//! Weighted graph construction from the static link table plus realized
//! player transitions.
//!
//! Game paths occasionally traverse edges absent from the scraped link
//! table (redirects, the GNU-FDL footer link). Those are tolerated: logged,
//! added to the graph, and kept in an unrecognized-edge set. Unknown
//! article names become real nodes.
//!
//! Two backtrack accounting conventions exist and are selected explicitly,
//! each with its own checked weight-sum identity:
//!
//! - [`BackEdgePolicy::Exclude`]: only clean forward transitions count.
//!   `sum(w) == sum(raw_len) - 2 * sum(back_clicks) - n_paths`
//! - [`BackEdgePolicy::Include`]: a synthetic back node absorbs one edge
//!   event per back click, attributed to the article popped from.
//!   `sum(w) == sum(raw_len) - sum(back_clicks) - n_paths`

use petgraph::graph::{DiGraph, NodeIndex};
use petgraph::visit::EdgeRef;
use petgraph::Direction;
use tracing::warn;

use trek_core::errors::GraphError;
use trek_core::types::collections::{FxHashMap, FxHashSet};
use trek_core::types::BACK_TOKEN;

use crate::corpus::NormalizedPath;
use crate::loader::{Article, Link};

/// How back clicks are accounted in the weighted graph.
#[derive(Debug, Clone, Copy, PartialEq, Eq, Default)]
pub enum BackEdgePolicy {
    /// No back node; a back click only removes the popped forward edge.
    #[default]
    Exclude,
    /// A synthetic back node with one (popped-from -> back) edge event per
    /// back click.
    Include,
}

/// The directed article graph with realized transition counts.
#[derive(Debug)]
pub struct WeightedGraph {
    graph: DiGraph<String, u32>,
    node_index: FxHashMap<String, NodeIndex>,
    back_node: Option<NodeIndex>,
    unrecognized: FxHashSet<(String, String)>,
    path_only_nodes: usize,
    static_link_count: usize,
    policy: BackEdgePolicy,
}

impl WeightedGraph {
    pub fn node_count(&self) -> usize {
        self.graph.node_count()
    }

    pub fn edge_count(&self) -> usize {
        self.graph.edge_count()
    }

    /// Sum of all edge weights: the total transition-event count.
    pub fn weight_sum(&self) -> u64 {
        self.graph
            .edge_references()
            .map(|e| u64::from(*e.weight()))
            .sum()
    }

    pub fn contains_node(&self, name: &str) -> bool {
        self.node_index.contains_key(name)
    }

    /// Realized transition count for an edge, `None` if the edge does not
    /// exist at all.
    pub fn weight(&self, source: &str, target: &str) -> Option<u32> {
        let &a = self.node_index.get(source)?;
        let &b = self.node_index.get(target)?;
        self.graph
            .find_edge(a, b)
            .map(|edge| self.graph[edge])
    }

    pub fn in_degree(&self, name: &str) -> Option<usize> {
        let &node = self.node_index.get(name)?;
        Some(self.graph.edges_directed(node, Direction::Incoming).count())
    }

    pub fn out_degree(&self, name: &str) -> Option<usize> {
        let &node = self.node_index.get(name)?;
        Some(self.graph.edges_directed(node, Direction::Outgoing).count())
    }

    /// Edges observed in paths but absent from the static link table.
    pub fn unrecognized_edges(&self) -> &FxHashSet<(String, String)> {
        &self.unrecognized
    }

    /// Nodes created for path tokens unknown to the article table.
    pub fn path_only_node_count(&self) -> usize {
        self.path_only_nodes
    }

    pub fn policy(&self) -> BackEdgePolicy {
        self.policy
    }

    /// All (source, target, weight) edges, back edges included.
    pub fn edges(&self) -> impl Iterator<Item = (&str, &str, u32)> {
        self.graph.edge_references().map(|e| {
            (
                self.graph[e.source()].as_str(),
                self.graph[e.target()].as_str(),
                *e.weight(),
            )
        })
    }
}

struct GraphBuilder {
    graph: DiGraph<String, u32>,
    node_index: FxHashMap<String, NodeIndex>,
    back_node: Option<NodeIndex>,
    unrecognized: FxHashSet<(String, String)>,
    path_only_nodes: usize,
    extra_back_init: usize,
    policy: BackEdgePolicy,
}

impl GraphBuilder {
    /// Get or create a node; unknown names count as path-only nodes and,
    /// under the Include policy, get their zero back edge immediately so
    /// the edge-count postcondition stays exact.
    fn node(&mut self, name: &str) -> NodeIndex {
        if let Some(&idx) = self.node_index.get(name) {
            return idx;
        }
        let idx = self.graph.add_node(name.to_string());
        self.node_index.insert(name.to_string(), idx);
        self.path_only_nodes += 1;
        if let Some(back) = self.back_node {
            self.graph.add_edge(idx, back, 0);
            self.extra_back_init += 1;
        }
        idx
    }

    fn bump(&mut self, a: NodeIndex, b: NodeIndex) {
        match self.graph.find_edge(a, b) {
            Some(edge) => self.graph[edge] += 1,
            None => {
                self.unrecognized
                    .insert((self.graph[a].clone(), self.graph[b].clone()));
                self.graph.add_edge(a, b, 1);
            }
        }
    }
}

/// Build the weighted graph over `articles` from `links` and the replayed
/// transitions of `paths`.
pub fn build_graph(
    articles: &[Article],
    links: &[Link],
    paths: &[NormalizedPath],
    policy: BackEdgePolicy,
) -> Result<WeightedGraph, GraphError> {
    let mut graph: DiGraph<String, u32> =
        DiGraph::with_capacity(articles.len() + 1, links.len());
    let mut node_index: FxHashMap<String, NodeIndex> = FxHashMap::default();

    for article in articles {
        let idx = graph.add_node(article.name.clone());
        node_index.insert(article.name.clone(), idx);
    }
    let back_node = match policy {
        BackEdgePolicy::Include => {
            let idx = graph.add_node(BACK_TOKEN.to_string());
            node_index.insert(BACK_TOKEN.to_string(), idx);
            Some(idx)
        }
        BackEdgePolicy::Exclude => None,
    };

    // Zero-weight edges for the static topology; link rows are a set, so
    // duplicates collapse.
    let mut static_link_count = 0usize;
    for link in links {
        let (Some(&a), Some(&b)) = (node_index.get(&link.source), node_index.get(&link.target))
        else {
            warn!(
                source = %link.source,
                target = %link.target,
                "link references an unknown article; skipped"
            );
            continue;
        };
        if graph.find_edge(a, b).is_none() {
            graph.add_edge(a, b, 0);
            static_link_count += 1;
        }
    }
    if let Some(back) = back_node {
        for article in articles {
            let idx = node_index[&article.name];
            graph.add_edge(idx, back, 0);
        }
    }

    let mut builder = GraphBuilder {
        graph,
        node_index,
        back_node,
        unrecognized: FxHashSet::default(),
        path_only_nodes: 0,
        extra_back_init: 0,
        policy,
    };

    for path in paths {
        for pair in path.clean.windows(2) {
            let a = builder.node(&pair[0]);
            let b = builder.node(&pair[1]);
            builder.bump(a, b);
        }
        if let Some(back) = builder.back_node {
            for origin in &path.back_origins {
                let o = builder.node(origin);
                match builder.graph.find_edge(o, back) {
                    Some(edge) => builder.graph[edge] += 1,
                    // Unreachable: every node gets its zero back edge at
                    // creation under the Include policy.
                    None => {
                        builder.graph.add_edge(o, back, 1);
                        builder.extra_back_init += 1;
                    }
                }
            }
        }
    }

    if !builder.unrecognized.is_empty() {
        warn!(
            count = builder.unrecognized.len(),
            "edges present in paths but not in the link table"
        );
    }

    let result = WeightedGraph {
        graph: builder.graph,
        node_index: builder.node_index,
        back_node: builder.back_node,
        unrecognized: builder.unrecognized,
        path_only_nodes: builder.path_only_nodes,
        static_link_count,
        policy,
    };

    check_postconditions(&result, articles.len(), builder.extra_back_init, paths)?;
    Ok(result)
}

/// Node-count, edge-count, and weight-sum identities. A violation means
/// the build itself is wrong.
fn check_postconditions(
    graph: &WeightedGraph,
    article_count: usize,
    extra_back_init: usize,
    paths: &[NormalizedPath],
) -> Result<(), GraphError> {
    let back_nodes = usize::from(graph.back_node.is_some());
    let expected_nodes = article_count + graph.path_only_nodes + back_nodes;
    if graph.node_count() != expected_nodes {
        return Err(GraphError::NodeCountMismatch {
            expected: expected_nodes,
            found: graph.node_count(),
        });
    }

    let back_edges = match graph.policy {
        BackEdgePolicy::Include => article_count + extra_back_init,
        BackEdgePolicy::Exclude => 0,
    };
    let expected_edges = graph.static_link_count + graph.unrecognized.len() + back_edges;
    if graph.edge_count() != expected_edges {
        return Err(GraphError::EdgeCountMismatch {
            expected: expected_edges,
            found: graph.edge_count(),
        });
    }

    let total_raw: u64 = paths.iter().map(|p| p.raw_length() as u64).sum();
    let total_back: u64 = paths.iter().map(|p| p.back_clicks() as u64).sum();
    let n_paths = paths.len() as u64;
    let expected_weight = match graph.policy {
        BackEdgePolicy::Exclude => total_raw - 2 * total_back - n_paths,
        BackEdgePolicy::Include => total_raw - total_back - n_paths,
    };
    if graph.weight_sum() != expected_weight {
        return Err(GraphError::WeightSumMismatch {
            expected: expected_weight,
            found: graph.weight_sum(),
        });
    }

    Ok(())
}
//! Three-tier Jaccard duplicate detection.

use std::collections::HashSet;

use super::types::*;

/// Duplicate detector using Jaccard similarity on pattern location sets.
pub struct DuplicateDetector {
    /// Threshold for auto-merge (>0.95).
    pub auto_merge_threshold: f64,
    /// Threshold for recommended merge (>0.90).
    pub merge_threshold: f64,
    /// Threshold for human review (>0.85).
    pub review_threshold: f64,
}

impl DuplicateDetector {
    pub fn new() -> Self {
        Self {
            auto_merge_threshold: 0.95,
            merge_threshold: 0.90,
            review_threshold: 0.85,
        }
    }

    /// Detect duplicate patterns using Jaccard similarity on location sets.
    /// Only compares patterns within the same category.
    pub fn detect(&self, patterns: &[PatternAuditData]) -> Vec<DuplicateGroup> {
        let mut groups = Vec::new();

        // Group by category first
        let mut by_category: std::collections::HashMap<&str, Vec<&PatternAuditData>> =
            std::collections::HashMap::new();
        for p in patterns {
            by_category.entry(&p.category).or_default().push(p);
        }

        for cat_patterns in by_category.values() {
            let n = cat_patterns.len();
            for i in 0..n {
                for j in (i + 1)..n {
                    let sim = self.jaccard_similarity(cat_patterns[i], cat_patterns[j]);
                    if sim >= self.review_threshold {
                        let action = if sim > self.auto_merge_threshold {
                            DuplicateAction::AutoMerge
                        } else if sim > self.merge_threshold {
                            DuplicateAction::Merge
                        } else {
                            DuplicateAction::Review
                        };

                        groups.push(DuplicateGroup {
                            pattern_ids: vec![
                                cat_patterns[i].id.clone(),
                                cat_patterns[j].id.clone(),
                            ],
                            similarity: sim,
                            action,
                        });
                    }
                }
            }
        }

        groups
    }

    /// Compute Jaccard similarity between two patterns based on their locations.
    /// Uses real set intersection when location data is available, otherwise
    /// falls back to count-ratio proxy.
    fn jaccard_similarity(&self, a: &PatternAuditData, b: &PatternAuditData) -> f64 {
        // Use real Jaccard when both patterns have location data
        if !a.locations.is_empty() && !b.locations.is_empty() {
            let set_a: HashSet<&str> = a.locations.iter().map(|s| s.as_str()).collect();
            let set_b: HashSet<&str> = b.locations.iter().map(|s| s.as_str()).collect();
            let intersection = set_a.intersection(&set_b).count();
            let union = set_a.union(&set_b).count();
            if union == 0 {
                return 0.0;
            }
            return intersection as f64 / union as f64;
        }

        // Fallback: count-ratio proxy when locations are not available
        let a_count = a.location_count;
        let b_count = b.location_count;

        if a_count == 0 && b_count == 0 {
            return 0.0;
        }

        let min_count = a_count.min(b_count) as f64;
        let max_count = a_count.max(b_count) as f64;

        if max_count == 0.0 {
            return 0.0;
        }

        min_count / max_count
    }

    /// Compute exact Jaccard similarity between two sets of location strings.
    pub fn jaccard_from_sets(set_a: &HashSet<String>, set_b: &HashSet<String>) -> f64 {
        if set_a.is_empty() && set_b.is_empty() {
            return 0.0;
        }
        let intersection = set_a.intersection(set_b).count();
        let union = set_a.union(set_b).count();
        if union == 0 {
            return 0.0;
        }
        intersection as f64 / union as f64
    }
}

impl Default for DuplicateDetector {
    fn default() -> Self {
        Self::new()
    }
}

## Required action
Please write out, exactly as they appear above, only the lines in the stretch from the line with "for cat_patterns in" through the line with "is available, otherwise".

## Exercise solution
        for cat_patterns in by_category.values() {
            let n = cat_patterns.len();
            for i in 0..n {
                for j in (i + 1)..n {
                    let sim = self.jaccard_similarity(cat_patterns[i], cat_patterns[j]);
                    if sim >= self.review_threshold {
                        let action = if sim > self.auto_merge_threshold {
                            DuplicateAction::AutoMerge
                        } else if sim > self.merge_threshold {
                            DuplicateAction::Merge
                        } else {
                            DuplicateAction::Review
                        };

                        groups.push(DuplicateGroup {
                            pattern_ids: vec![
                                cat_patterns[i].id.clone(),
                                cat_patterns[j].id.clone(),
                            ],
                            similarity: sim,
                            action,
                        });
                    }
                }
            }
        }

        groups
    }

    /// Compute Jaccard similarity between two patterns based on their locations.
    /// Uses real set intersection when location data is available, otherwise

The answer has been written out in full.